Leigh Hurst '92 raises awareness with her "Feel Your Boobies" campaign.

Pink: the color of a juicy grapefruit, a famed panther, and, sometimes, awareness. It’s also the color one’s cheeks might turn when she hears the name of an innovative campaign devoted to raising awareness about women’s health. 

Despite its rather embarrassing name, the Feel Your Boobies campaign is quite serious. It is intended to make young women aware of the dangers they face from breast cancer.

Leigh Hurst ’92 started the campaign after she was diagnosed and treated for breast cancer at age 33. She came to campus this winter—hosted by the Ithaca Breast Cancer Alliance and the Departments of Strategic Communication and Health Promotion and Physical Education, among other sponsors—to share her personal story and the story behind the campaign with IC students.

“The point is to generate a fun conversation with women in that age group who would otherwise never have said the words ‘breast self-exam,’” says Hurst. Funky, fitted merchandise that “you just feel cute in”—all with the tagline “Feel Your Boobies” printed on the front—headline the campaign, developed after a homemade shirt turned heads among her friends. She told students how this idea grew from her study of corporate communications at IC, and taught a three-day minicourse on several well-known awareness campaigns that use playfulness in getting their serious messages across.

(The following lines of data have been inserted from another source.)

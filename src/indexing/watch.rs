use crate::core::error::{Error, Result};
use notify_debouncer_full::{
    new_debouncer,
    notify::{
        event::{CreateKind, ModifyKind, RemoveKind, RenameMode},
        Event, EventKind, RecommendedWatcher, RecursiveMode, Watcher,
    },
    DebounceEventResult, Debouncer, FileIdMap,
};
use std::path::PathBuf;
use std::sync::mpsc::Sender;
use std::time::Duration;

/// Quiet period before a burst of filesystem notifications is delivered
const DEBOUNCE_TIMEOUT: Duration = Duration::from_millis(500);

/// A filesystem change, tagged file-vs-directory
#[derive(Debug, Clone, PartialEq, Eq)]
pub enum FsEvent {
    Created { path: PathBuf, is_dir: bool },
    Modified { path: PathBuf, is_dir: bool },
    Deleted { path: PathBuf, is_dir: bool },
    Moved { from: PathBuf, to: PathBuf, is_dir: bool },
}

impl FsEvent {
    pub fn is_dir(&self) -> bool {
        match self {
            FsEvent::Created { is_dir, .. }
            | FsEvent::Modified { is_dir, .. }
            | FsEvent::Deleted { is_dir, .. }
            | FsEvent::Moved { is_dir, .. } => *is_dir,
        }
    }
}

/// Messages drained by the index maintainer's event thread
#[derive(Debug)]
pub(crate) enum WatchMessage {
    Event(FsEvent),
    Stop,
}

/// Where an event source delivers its events
#[derive(Debug, Clone)]
pub struct EventSink {
    tx: Sender<WatchMessage>,
}

impl EventSink {
    pub(crate) fn new(tx: Sender<WatchMessage>) -> Self {
        Self { tx }
    }

    /// Queue an event. Returns false once the consumer has gone away.
    pub fn send(&self, event: FsEvent) -> bool {
        self.tx.send(WatchMessage::Event(event)).is_ok()
    }
}

/// Something that reports filesystem changes under a set of roots.
///
/// Delivery stops when the source is dropped.
pub trait EventSource: Send {
    fn start(&mut self, roots: &[PathBuf], sink: EventSink) -> Result<()>;
}

/// Event source backed by the platform watcher, debounced
#[derive(Default)]
pub struct NotifySource {
    debouncer: Option<Debouncer<RecommendedWatcher, FileIdMap>>,
}

impl NotifySource {
    pub fn new() -> Self {
        Self::default()
    }
}

impl EventSource for NotifySource {
    fn start(&mut self, roots: &[PathBuf], sink: EventSink) -> Result<()> {
        let mut debouncer = new_debouncer(
            DEBOUNCE_TIMEOUT,
            None,
            move |result: DebounceEventResult| match result {
                Ok(events) => {
                    for event in events {
                        for fs_event in translate(&event.event) {
                            if !sink.send(fs_event) {
                                return;
                            }
                        }
                    }
                }
                Err(errors) => {
                    for e in errors {
                        tracing::warn!(error = %e, "File watcher error");
                    }
                }
            },
        )
        .map_err(|e| Error::Watch(format!("Failed to create file watcher: {}", e)))?;

        for root in roots {
            if !root.exists() {
                tracing::debug!(root = %root.display(), "Skipping missing root");
                continue;
            }
            debouncer
                .watcher()
                .watch(root, RecursiveMode::Recursive)
                .map_err(|e| {
                    Error::Watch(format!("Failed to watch {}: {}", root.display(), e))
                })?;
            debouncer.cache().add_root(root, RecursiveMode::Recursive);
        }

        self.debouncer = Some(debouncer);
        Ok(())
    }
}

/// Translate one `notify` event into zero or more index events.
pub fn translate(event: &Event) -> Vec<FsEvent> {
    let paths = &event.paths;
    let Some(first) = paths.first().cloned() else {
        return Vec::new();
    };

    match &event.kind {
        EventKind::Create(kind) => {
            let is_dir = matches!(kind, CreateKind::Folder) || first.is_dir();
            vec![FsEvent::Created { path: first, is_dir }]
        }
        EventKind::Remove(kind) => {
            let is_dir = matches!(kind, RemoveKind::Folder);
            vec![FsEvent::Deleted { path: first, is_dir }]
        }
        EventKind::Modify(ModifyKind::Name(mode)) => match mode {
            RenameMode::Both if paths.len() >= 2 => {
                let to = paths[1].clone();
                let is_dir = to.is_dir();
                vec![FsEvent::Moved { from: first, to, is_dir }]
            }
            RenameMode::From => vec![FsEvent::Deleted {
                path: first,
                is_dir: false,
            }],
            RenameMode::To => {
                let is_dir = first.is_dir();
                vec![FsEvent::Created { path: first, is_dir }]
            }
            // Unpaired renames: whatever is there now decides
            _ => {
                if first.exists() {
                    let is_dir = first.is_dir();
                    vec![FsEvent::Created { path: first, is_dir }]
                } else {
                    vec![FsEvent::Deleted {
                        path: first,
                        is_dir: false,
                    }]
                }
            }
        },
        EventKind::Modify(_) => {
            let is_dir = first.is_dir();
            vec![FsEvent::Modified { path: first, is_dir }]
        }
        EventKind::Access(_) | EventKind::Any | EventKind::Other => Vec::new(),
    }
}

“I didn’t plan [on getting cancer],” Hurst says. “But going through something like cancer really makes you reassess.” Hurst now uses MySpace.com, her (very pink) website, and upscale boutiques to market her “boobies couture” to younger women. Each product comes with a guide on breast self-examination and a postcard for each woman to send to a friend; Hurst does no advertising but relies on word of mouth.

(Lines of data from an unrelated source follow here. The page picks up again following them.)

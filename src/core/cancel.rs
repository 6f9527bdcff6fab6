//! Cooperative cancellation for searches and scans.
//!
//! A token is a shared stop flag. Long-running work checks it at every
//! recursion step and before emitting results; nothing is interrupted
//! preemptively.

use std::sync::atomic::{AtomicBool, Ordering};
use std::sync::Arc;

/// Shared stop flag. Clones observe the same flag.
#[derive(Debug, Clone, Default)]
pub struct CancelToken {
    cancelled: Arc<AtomicBool>,
}

impl CancelToken {
    pub fn new() -> Self {
        Self::default()
    }

    /// Request cancellation. Idempotent.
    pub fn cancel(&self) {
        self.cancelled.store(true, Ordering::SeqCst);
    }

    pub fn is_cancelled(&self) -> bool {
        self.cancelled.load(Ordering::SeqCst)
    }
}
use super::error::{Error, Result};
use std::path::{Path, PathBuf};

/// Default maximum traversal depth below a search root
pub const DEFAULT_MAX_DEPTH: usize = 100;

/// Configuration for quickfind
#[derive(Debug, Clone)]
pub struct Config {
    /// Base directory for quickfind data
    pub base_dir: PathBuf,
    /// Location of the persistent file index
    pub index_path: PathBuf,
    /// Directory roots to index and scan
    pub search_roots: Vec<PathBuf>,
    /// Whether dot-prefixed files and directories are visible
    pub show_hidden: bool,
    /// Maximum depth (in path components below a root) of reported files
    pub max_depth: usize,
}

impl Config {
    /// Get the default configuration directory
    pub fn default_base_dir() -> Result<PathBuf> {
        dirs::home_dir()
            .ok_or_else(|| Error::Config("Could not determine home directory".to_string()))
            .map(|home| home.join(".quickfind"))
    }

    /// Create a new configuration
    pub fn new(base_dir: Option<PathBuf>) -> Result<Self> {
        let base_dir = base_dir.unwrap_or_else(|| {
            Self::default_base_dir().unwrap_or_else(|_| PathBuf::from(".quickfind"))
        });

        let search_roots = dirs::home_dir().into_iter().collect();

        Ok(Self {
            index_path: base_dir.join("index.redb"),
            search_roots,
            show_hidden: false,
            max_depth: DEFAULT_MAX_DEPTH,
            base_dir,
        })
    }

    /// Replace the search roots. Each root is `~`-expanded and made absolute.
    pub fn with_roots<I, P>(mut self, roots: I) -> Self
    where
        I: IntoIterator<Item = P>,
        P: AsRef<Path>,
    {
        self.search_roots = roots.into_iter().map(|p| resolve_root(p.as_ref())).collect();
        self
    }

    pub fn with_show_hidden(mut self, show_hidden: bool) -> Self {
        self.show_hidden = show_hidden;
        self
    }

    /// Store the index somewhere other than `base_dir`
    pub fn with_index_path(mut self, index_path: impl Into<PathBuf>) -> Self {
        self.index_path = index_path.into();
        self
    }

    pub fn with_max_depth(mut self, max_depth: usize) -> Self {
        self.max_depth = max_depth;
        self
    }

    /// Initialize the configuration directories
    pub fn init(&self) -> Result<()> {
        std::fs::create_dir_all(&self.base_dir)?;
        if let Some(parent) = self.index_path.parent() {
            std::fs::create_dir_all(parent)?;
        }
        Ok(())
    }

    /// Check if the configuration is already initialized
    pub fn is_initialized(&self) -> bool {
        self.base_dir.exists()
    }
}

/// Expand a leading `~` component to the user's home directory.
pub fn expand_home(path: &Path) -> PathBuf {
    match path.strip_prefix("~") {
        Ok(rest) => match dirs::home_dir() {
            Some(home) => home.join(rest),
            None => path.to_path_buf(),
        },
        Err(_) => path.to_path_buf(),
    }
}

/// Expand `~` and anchor a relative path at the current directory.
///
/// The path is not required to exist and symlinks are left alone.
pub fn resolve_root(path: &Path) -> PathBuf {
    let expanded = expand_home(path);
    match std::path::absolute(&expanded) {
        Ok(absolute) => absolute,
        Err(e) => {
            tracing::debug!(path = %expanded.display(), error = %e, "Could not make root absolute");
            expanded
        }
    }
}

#[cfg(test)]
mod tests {
    use super::*;
    use tempfile::TempDir;

    #[test]
    fn test_config_paths_derive_from_base_dir() {
        let temp_dir = TempDir::new().unwrap();
        let base_dir = temp_dir.path().join("qf");
        let config = Config::new(Some(base_dir.clone())).unwrap();

        assert_eq!(config.index_path, base_dir.join("index.redb"));
        assert_eq!(config.max_depth, DEFAULT_MAX_DEPTH);
        assert!(!config.show_hidden);
        assert!(!config.is_initialized());

        config.init().unwrap();
        assert!(config.is_initialized());
    }

    #[test]
    fn test_index_path_override() {
        let temp_dir = TempDir::new().unwrap();
        let elsewhere = temp_dir.path().join("other").join("files.redb");
        let config = Config::new(Some(temp_dir.path().join("qf")))
            .unwrap()
            .with_index_path(&elsewhere);
        config.init().unwrap();

        assert_eq!(config.index_path, elsewhere);
        assert!(elsewhere.parent().unwrap().exists());
    }

    #[test]
    fn test_expand_home() {
        let plain = Path::new("/data/notes");
        assert_eq!(expand_home(plain), PathBuf::from("/data/notes"));

        if let Some(home) = dirs::home_dir() {
            assert_eq!(expand_home(Path::new("~/Documents")), home.join("Documents"));
            assert_eq!(expand_home(Path::new("~")), home);
        }
        // Only a whole leading component counts
        assert_eq!(expand_home(Path::new("~user/x")), PathBuf::from("~user/x"));
    }

    #[test]
    fn test_relative_roots_become_absolute() {
        let cwd = std::env::current_dir().unwrap();
        let config = Config::new(None)
            .unwrap()
            .with_roots(["data", "./notes", "/abs/root"]);

        assert!(config.search_roots.iter().all(|root| root.is_absolute()));
        assert_eq!(config.search_roots[0], cwd.join("data"));
        assert_eq!(config.search_roots[1], cwd.join("notes"));
        assert_eq!(config.search_roots[2], PathBuf::from("/abs/root"));
    }
}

Currently balancing an adjunct professorship at Pennsylvania State University, freelance work in professional development, and her breast cancer awareness endeavors, Hurst hopes to expand the business out of her (pink) garage. So far the Feel Your Boobies campaign has sold more than 6,000 t-shirts and donated more than $20,000 to various breast cancer awareness and research organizations.